The official download location is the Darcs repository:
<https://vervis.peers.community/s/fr33domlover/r/vervis>
There is a backup repo, not always up to date though, at:
<https://hub.darcs.net/fr33domlover/vervis>
See the file `INSTALL.md` for a detailed usage and deployment guide.

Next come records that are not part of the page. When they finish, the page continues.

impl VersionLedger {
    /// `table` must already be validated as a plain identifier.
    pub(crate) fn new(table: impl Into<String>, dialect: Dialect) -> Self {
        Self {
            table: table.into(),
            dialect,
        }
    }

    fn ph(&self, n: usize) -> String {
        self.dialect.placeholder(n)
    }

    pub(crate) fn ensure_table(&self, db: &mut dyn Database) -> Result<()> {
        db.create_table_if_not_exists(
            &self.table,
            "version BIGINT PRIMARY KEY, \
             dirty BOOLEAN NOT NULL, \
             forced BOOLEAN NOT NULL, \
             applied_at VARCHAR(64) NOT NULL",
        )
        .map_err(|e| ledger_error(format!("failed to create {}", self.table), e))
    }

    fn table_exists(&self, db: &mut dyn Database) -> Result<bool> {
        let count = db
            .query_scalar(
                &self.dialect.table_exists_sql(),
                &[Param::Text(self.table.clone())],
            )
            .map_err(|e| ledger_error(format!("failed to look up {}", self.table), e))?;
        Ok(count.unwrap_or(0) > 0)
    }

    pub(crate) fn has(&self, db: &mut dyn Database, version: u64) -> Result<bool> {
        let sql = format!(
            "SELECT COUNT(*) FROM {} WHERE dirty = {} AND (version = {} OR (forced = {} AND version >= {}))",
            self.table,
            self.ph(1),
            self.ph(2),
            self.ph(3),
            self.ph(4),
        );
        let count = db
            .query_scalar(
                &sql,
                &[
                    Param::Bool(false),
                    version_param(version),
                    Param::Bool(true),
                    version_param(version),
                ],
            )
            .map_err(|e| ledger_error(format!("failed to read version {version}"), e))?;
        Ok(count.unwrap_or(0) > 0)
    }

    pub(crate) fn record(&self, db: &mut dyn Database, version: u64, dirty: bool) -> Result<()> {
        self.write(db, version, dirty, false)
            .map_err(|e| ledger_error(format!("failed to record version {version}"), e))?;
        debug!(version, dirty, "ledger updated");
        Ok(())
    }

    fn write(
        &self,
        db: &mut dyn Database,
        version: u64,
        dirty: bool,
        forced: bool,
    ) -> DriverResult<()> {
        db.execute(
            &format!("DELETE FROM {} WHERE version = {}", self.table, self.ph(1)),
            &[version_param(version)],
        )?;
        db.execute(
            &format!(
                "INSERT INTO {} (version, dirty, forced, applied_at) VALUES ({}, {}, {}, {})",
                self.table,
                self.ph(1),
                self.ph(2),
                self.ph(3),
                self.ph(4),
            ),
            &[
                version_param(version),
                Param::Bool(dirty),
                Param::Bool(forced),
                Param::Text(Utc::now().to_rfc3339()),
            ],
        )?;
        Ok(())
    }

    /// Highest recorded version and its dirty flag. Does not create the table.
    pub(crate) fn current_version(&self, db: &mut dyn Database) -> Result<VersionStatus> {
        if !self.table_exists(db)? {
            return Ok(VersionStatus::NoneApplied);
        }

        let max = db
            .query_scalar(&format!("SELECT MAX(version) FROM {}", self.table), &[])
            .map_err(|e| ledger_error("failed to read current version".into(), e))?;
        let Some(version) = max else {
            return Ok(VersionStatus::NoneApplied);
        };

        let dirty = db
            .query_scalar(
                &format!(
                    "SELECT COUNT(*) FROM {} WHERE version = {} AND dirty = {}",
                    self.table,
                    self.ph(1),
                    self.ph(2)
                ),
                &[Param::Int(version), Param::Bool(true)],
            )
            .map_err(|e| ledger_error("failed to read dirty flag".into(), e))?
            .unwrap_or(0)
            > 0;

        Ok(VersionStatus::At {
            version: from_sql_version(version)?,
            dirty,
        })
    }

    /// Lowest version left dirty by a failed run, if any.
    pub(crate) fn first_dirty(&self, db: &mut dyn Database) -> Result<Option<u64>> {
        let min = db
            .query_scalar(
                &format!(
                    "SELECT MIN(version) FROM {} WHERE dirty = {}",
                    self.table,
                    self.ph(1)
                ),
                &[Param::Bool(true)],
            )
            .map_err(|e| ledger_error("failed to look for dirty versions".into(), e))?;
        min.map(from_sql_version).transpose()
    }

    /// Clean versions that were recorded by running a script, newest first.
    /// Forced baselines are left out.
    pub(crate) fn executed_desc(&self, db: &mut dyn Database) -> Result<Vec<u64>> {
        let versions = db
            .query_column(
                &format!(
                    "SELECT version FROM {} WHERE dirty = {} AND forced = {} ORDER BY version DESC",
                    self.table,
                    self.ph(1),
                    self.ph(2)
                ),
                &[Param::Bool(false), Param::Bool(false)],
            )
            .map_err(|e| ledger_error("failed to list applied versions".into(), e))?;
        versions.into_iter().map(from_sql_version).collect()
    }

    /// Forget `version` after its down script ran.
    ///
    /// Every row at or above `version` is dropped. If one of them was a
    /// forced baseline, the baseline moves down to `baseline` so the
    /// versions below stay applied.
    pub(crate) fn revert(
        &self,
        db: &mut dyn Database,
        version: u64,
        baseline: Option<u64>,
    ) -> Result<()> {
        let covering = db
            .query_scalar(
                &format!(
                    "SELECT COUNT(*) FROM {} WHERE forced = {} AND version >= {}",
                    self.table,
                    self.ph(1),
                    self.ph(2)
                ),
                &[Param::Bool(true), version_param(version)],
            )
            .map_err(|e| ledger_error(format!("failed to read baseline for {version}"), e))?
            .unwrap_or(0)
            > 0;

        db.execute(
            &format!("DELETE FROM {} WHERE version >= {}", self.table, self.ph(1)),
            &[version_param(version)],
        )
        .map_err(|e| ledger_error(format!("failed to remove version {version}"), e))?;

        match baseline {
            Some(lower) if covering => {
                self.write(db, lower, false, true)
                    .map_err(|e| ledger_error(format!("failed to move baseline to {lower}"), e))?;
                debug!(version, baseline = lower, "ledger record removed, baseline moved");
            }
            _ => debug!(version, "ledger record removed"),
        }
        Ok(())
    }

    /// Drop every row, leaving the ledger at "no migrations applied".
    pub(crate) fn clear(&self, db: &mut dyn Database) -> Result<()> {
        db.execute(&format!("DELETE FROM {}", self.table), &[])
            .map_err(|e| ledger_error(format!("failed to clear {}", self.table), e))?;
        Ok(())
    }

    /// Point the ledger at `version`, clean, without running any script.
    ///
    /// Rows at or above `version` and every dirty row are dropped first.
    pub(crate) fn force(&self, db: &mut dyn Database, version: u64) -> Result<()> {
        let clear = format!(
            "DELETE FROM {} WHERE version >= {} OR dirty = {}",
            self.table,
            self.ph(1),
            self.ph(2)
        );
        db.execute(&clear, &[version_param(version), Param::Bool(true)])
            .and_then(|_| self.write(db, version, false, true))
            .map_err(|e| ledger_error(format!("failed to force version {version}"), e))
    }
}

The file
`ChangeLog` explains how to see the history log of the changes done in the
code. `NEWS.md` provides a friendly overview of the changes for each release.
## Finding your way in the codebase
Folders:
- `app`:
*main* functions of the web app, for regular build and for development modes
- `config`:
Settings the app reads when it launches, some defined by a human and some
auto-generated
- `_darcs`:
Internal version control data of this repo, similar to a `.git` directory
- `embed`:
Files embedded into the app source code at build time (using TH)
- `hook-darcs` & `hook-git`:
*main* functions for VCS hook programs to be inserted into every repo hosted
by the app
- `migrations`:
Helper files for DB migrations: New entities added & model files for
migrations involving data manipulation
- `src`:
Web app Haskell source code, built as a library whose modules are used by the
various executables
- `static`:
Static files (such as CSS and fonts) served by the web app (no such files at
the moment)
- `templates`:
UI page and widget templates (`.hamlet` for HTML, `.cassius` for CSS)
- `test`:
No tests have been written yet
- `th`:
Domain-specific language snippets, from which code is generated using TH
Files:
- `_boring`
- `th/routes`
- `th/models`
- `update-deps.sh`
- `bindist.sh`
Haskell modules in `src`:
- Non-`Vervis` modules:
- Modules ending with `Local`:
- The rest:
- `Vervis.Data`
- `Vervis.Persist`
- `Vervis.Fetch`
- `Vervis.Query`
- `Vervis.Web`
- Primary web app support modules:
- `Vervis.Foundation`
- `Vervis.Application`
- `Vervis.Settings`
- `Vervis.Model`
- `Vervis.Migration`
- Primary web app logic modules:
- `Vervis.API`
- `Vervis.Federation`
- `Vervis.Handler`
- `Vervis.Client`
- `Vervis.Ssh`
## Reporting Bugs and Suggesting Features
If you found a bug, or you have an idea, a feature request or a wishlist item,
open a ticket for it! Even if you're going to implement something or try to
solve it.
If you're going to implement some feature or fix some bug you found, **start by
opening a ticket**
[here](https://vervis.peers.community/s/fr33domlover/p/vervis/t) so that other
people will know which features are being developed and who does what.